ACTIVITY ::
All lines below containing the string "Received" are to be copied.

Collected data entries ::
━━━━━━

use anyhow::{Context, Result};
use darkroom_gateway::config::Config;
use darkroom_gateway::gateway::{start_api_server, AppState};
use darkroom_gateway::object_store::S3BlobStore;
use darkroom_gateway::orchestrator::BatchOrchestrator;
use darkroom_gateway::photo_store::PgPhotoStore;
use darkroom_gateway::transform::TransformEngine;
use darkroom_gateway::StaticTokenVerifier;
use std::sync::Arc;
use tokio::signal;
use tracing::info;
use tracing_subscriber::{fmt, layer::SubscriberExt, util::SubscriberInitExt, EnvFilter};

#[tokio::main]
async fn main() -> Result<()> {
    // Load configuration
    let config = Config::load().context("Failed to load configuration")?;

    // Initialize logging
    init_tracing(&config.service.log_level);

    info!(
        service = %config.service.name,
        "Starting Darkroom ingestion gateway"
    );

    // Initialize metrics
    init_metrics(config.service.metrics_port)?;

    // Construct services explicitly; lifecycle is owned here, not by
    // first-use initialization
    let photo_store = Arc::new(
        PgPhotoStore::new(&config.database)
            .await
            .context("Failed to initialize photo store")?,
    );

    if config.database.run_migrations {
        photo_store
            .run_migrations()
            .await
            .context("Failed to run database migrations")?;
    }

    let blob_store = Arc::new(
        S3BlobStore::new(&config.s3)
            .await
            .context("Failed to initialize blob store")?,
    );

    let transform_engine = Arc::new(TransformEngine::new(&config.pipeline));

    let orchestrator = Arc::new(BatchOrchestrator::new(
        transform_engine,
        blob_store,
        photo_store.clone(),
        config.pipeline.worker_concurrency,
    ));

    let verifier = Arc::new(StaticTokenVerifier::new(&config.auth));

    let state = AppState {
        orchestrator,
        verifier,
        pipeline: config.pipeline.clone(),
        db_pool: photo_store.pool().clone(),
    };

    info!("Ingestion gateway started successfully");

    start_api_server(
        state,
        &config.http,
        config.body_limit_bytes(),
        shutdown_signal(),
    )
    .await?;

    info!("Ingestion gateway stopped");

    Ok(())
}

/// Initialize tracing/logging
fn init_tracing(log_level: &str) {
    let env_filter =
        EnvFilter::try_from_default_env().unwrap_or_else(|_| EnvFilter::new(log_level));

    tracing_subscriber::registry()
        .with(env_filter)
        .with(fmt::layer().json())
        .init();
}

/// Initialize Prometheus metrics exporter
fn init_metrics(port: u16) -> Result<()> {
    let builder = metrics_exporter_prometheus::PrometheusBuilder::new();

    builder
        .with_http_listener(([0, 0, 0, 0], port))
        .install()
        .context("Failed to install Prometheus metrics exporter")?;

    info!(port = port, "Prometheus metrics exporter started");

    Ok(())
}

/// Wait for shutdown signal (SIGINT or SIGTERM)
async fn shutdown_signal() {
    let ctrl_c = async {
        signal::ctrl_c()
            .await
            .expect("Failed to install Ctrl+C handler");
    };

    #[cfg(unix)]
    let terminate = async {
        signal::unix::signal(signal::unix::SignalKind::terminate())
            .expect("Failed to install SIGTERM handler")
            .recv()
            .await;
    };

    #[cfg(not(unix))]
    let terminate = std::future::pending::<()>();

    tokio::select! {
        _ = ctrl_c => {
            info!("Received Ctrl+C signal");
        }
        _ = terminate => {
            info!("Received SIGTERM signal");
        }
    }
}
//! Network transport for single-item uploads.
//!
//! Streams the file body chunk by chunk through a progress observer,
//! supports cooperative cancellation, and hands any completed HTTP exchange
//! back unchanged so the session manager can interpret the gateway's
//! per-item body. Only connection-level failures are classified as
//! retryable here.

use crate::config::UploaderConfig;
use crate::item::{ItemResult, UploadItem};
use bytes::Bytes;
use futures::stream::{Stream, StreamExt};
use reqwest::multipart;
use thiserror::Error;
use tokio_util::sync::CancellationToken;
use tracing::{debug, instrument};

/// Progress observer invoked once per buffered chunk with (loaded, total)
pub type ProgressFn = Box<dyn Fn(u64, u64) + Send + Sync + 'static>;

#[derive(Debug, Error)]
pub enum TransportError {
    /// The caller abandoned the upload; the connection has been released
    #[error("upload cancelled")]
    Cancelled,

    /// The file could not be read from disk
    #[error("file read failed: {0}")]
    File(String),

    /// Connection-level failure before a response arrived; retryable
    #[error("network error: {0}")]
    Network(String),

    /// The request could not be constructed; not retryable
    #[error("invalid request: {0}")]
    Request(String),
}

impl TransportError {
    pub fn is_retryable(&self) -> bool {
        matches!(self, TransportError::Network(_))
    }
}

/// A completed HTTP exchange, passed through uninterpreted
#[derive(Debug)]
pub struct SendResponse {
    pub status: u16,
    pub body: String,
}

impl SendResponse {
    pub fn is_ok(&self) -> bool {
        self.status == 200
    }

    /// Parse the gateway's per-item result array
    pub fn item_results(&self) -> Result<Vec<ItemResult>, serde_json::Error> {
        serde_json::from_str(&self.body)
    }
}

/// HTTP transport for the upload API
pub struct Transport {
    client: reqwest::Client,
    endpoint: String,
    auth_token: String,
    chunk_size: usize,
}

impl Transport {
    pub fn new(config: &UploaderConfig) -> Result<Self, TransportError> {
        let client = reqwest::Client::builder()
            .timeout(config.request_timeout())
            .build()
            .map_err(|e| TransportError::Request(e.to_string()))?;

        Ok(Self {
            client,
            endpoint: config.endpoint.trim_end_matches('/').to_string(),
            auth_token: config.auth_token.clone(),
            chunk_size: config.chunk_size_bytes.max(1),
        })
    }

    /// Upload one item, reporting byte-level progress per chunk.
    ///
    /// The multipart part is named with the item id so the gateway can use
    /// it as the idempotency key. Cancelling drops the in-flight request,
    /// which releases the underlying connection.
    #[instrument(skip(self, item, on_progress, cancel), fields(id = %item.id, filename = %item.filename))]
    pub async fn send_item(
        &self,
        item: &UploadItem,
        destination: &str,
        on_progress: ProgressFn,
        cancel: &CancellationToken,
    ) -> Result<SendResponse, TransportError> {
        let bytes = tokio::fs::read(&item.path)
            .await
            .map_err(|e| TransportError::File(e.to_string()))?;
        let total = bytes.len() as u64;

        let body = reqwest::Body::wrap_stream(progress_stream(
            bytes,
            self.chunk_size,
            total,
            on_progress,
        ));

        let part = multipart::Part::stream_with_length(body, total)
            .file_name(item.filename.clone())
            .mime_str(&item.mime_type)
            .map_err(|e| TransportError::Request(e.to_string()))?;

        let form = multipart::Form::new().part(item.id.to_string(), part);

        let url = format!("{}/api/v1/uploads/{}", self.endpoint, destination);
        debug!(url = %url, size_bytes = total, "Sending upload request");

        let request = self
            .client
            .post(&url)
            .bearer_auth(&self.auth_token)
            .multipart(form);

        let response = tokio::select! {
            _ = cancel.cancelled() => return Err(TransportError::Cancelled),
            result = request.send() => result.map_err(classify_reqwest_error)?,
        };

        let status = response.status().as_u16();
        let body = response
            .text()
            .await
            .map_err(classify_reqwest_error)?;

        debug!(status = status, "Upload request completed");

        Ok(SendResponse { status, body })
    }
}

/// Wrap file bytes in a chunked stream that reports cumulative progress
fn progress_stream(
    bytes: Vec<u8>,
    chunk_size: usize,
    total: u64,
    on_progress: ProgressFn,
) -> impl Stream<Item = Result<Bytes, std::io::Error>> + Send + 'static {
    let chunks: Vec<Bytes> = bytes
        .chunks(chunk_size)
        .map(Bytes::copy_from_slice)
        .collect();

    let mut loaded: u64 = 0;
    futures::stream::iter(chunks).map(move |chunk| {
        loaded += chunk.len() as u64;
        on_progress(loaded, total);
        Ok(chunk)
    })
}

fn classify_reqwest_error(err: reqwest::Error) -> TransportError {
    if err.is_builder() {
        TransportError::Request(err.to_string())
    } else {
        // connect/timeout/body failures are connection-level and retryable
        TransportError::Network(err.to_string())
    }
}

#[cfg(test)]
mod tests {
    use super::*;
    use std::sync::{Arc, Mutex};

    #[tokio::test]
    async fn test_progress_stream_reassembles_input() {
        let input: Vec<u8> = (0..=255).collect();
        let observed: Arc<Mutex<Vec<(u64, u64)>>> = Arc::new(Mutex::new(Vec::new()));

        let observer = observed.clone();
        let on_progress: ProgressFn =
            Box::new(move |loaded, total| observer.lock().unwrap().push((loaded, total)));

        let chunks: Vec<Result<Bytes, std::io::Error>> =
            progress_stream(input.clone(), 100, 256, on_progress)
                .collect()
                .await;

        let reassembled: Vec<u8> = chunks
            .into_iter()
            .flat_map(|c| c.unwrap().to_vec())
            .collect();
        assert_eq!(reassembled, input);

        // 256 bytes in 100-byte chunks: progress fires at 100, 200, 256
        let calls = observed.lock().unwrap().clone();
        assert_eq!(calls, vec![(100, 256), (200, 256), (256, 256)]);
    }

    #[tokio::test]
    async fn test_progress_is_monotonic_and_reaches_total() {
        let input = vec![7u8; 10_000];
        let observed: Arc<Mutex<Vec<(u64, u64)>>> = Arc::new(Mutex::new(Vec::new()));

        let observer = observed.clone();
        let on_progress: ProgressFn =
            Box::new(move |loaded, total| observer.lock().unwrap().push((loaded, total)));

        let _: Vec<_> = progress_stream(input, 4096, 10_000, on_progress)
            .collect()
            .await;

        let calls = observed.lock().unwrap().clone();
        assert!(calls.windows(2).all(|w| w[0].0 < w[1].0));
        assert_eq!(calls.last(), Some(&(10_000, 10_000)));
    }

    #[test]
    fn test_transport_error_retryability() {
        assert!(TransportError::Network("connection reset".into()).is_retryable());
        assert!(!TransportError::Cancelled.is_retryable());
        assert!(!TransportError::Request("bad mime".into()).is_retryable());
        assert!(!TransportError::File("not found".into()).is_retryable());
    }

    #[test]
    fn test_send_response_parses_item_results() {
        let response = SendResponse {
            status: 200,
            body: r#"[{"item_key":"550e8400-e29b-41d4-a716-446655440000",
                       "filename":"a.jpg","success":true,"url":"https://cdn/a.jpg"}]"#
                .to_string(),
        };

        assert!(response.is_ok());
        let results = response.item_results().unwrap();
        assert_eq!(results.len(), 1);
        assert!(results[0].success);
    }

    #[test]
    fn test_send_response_passes_non_2xx_through() {
        let response = SendResponse {
            status: 401,
            body: r#"{"error":"invalid token","code":"UNAUTHORIZED"}"#.to_string(),
        };

        assert!(!response.is_ok());
        assert!(response.item_results().is_err());
    }
}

━━━━━━

OUTPUT FOR THIS EXERCISE ::
            info!("Received Ctrl+C signal");
            info!("Received SIGTERM signal");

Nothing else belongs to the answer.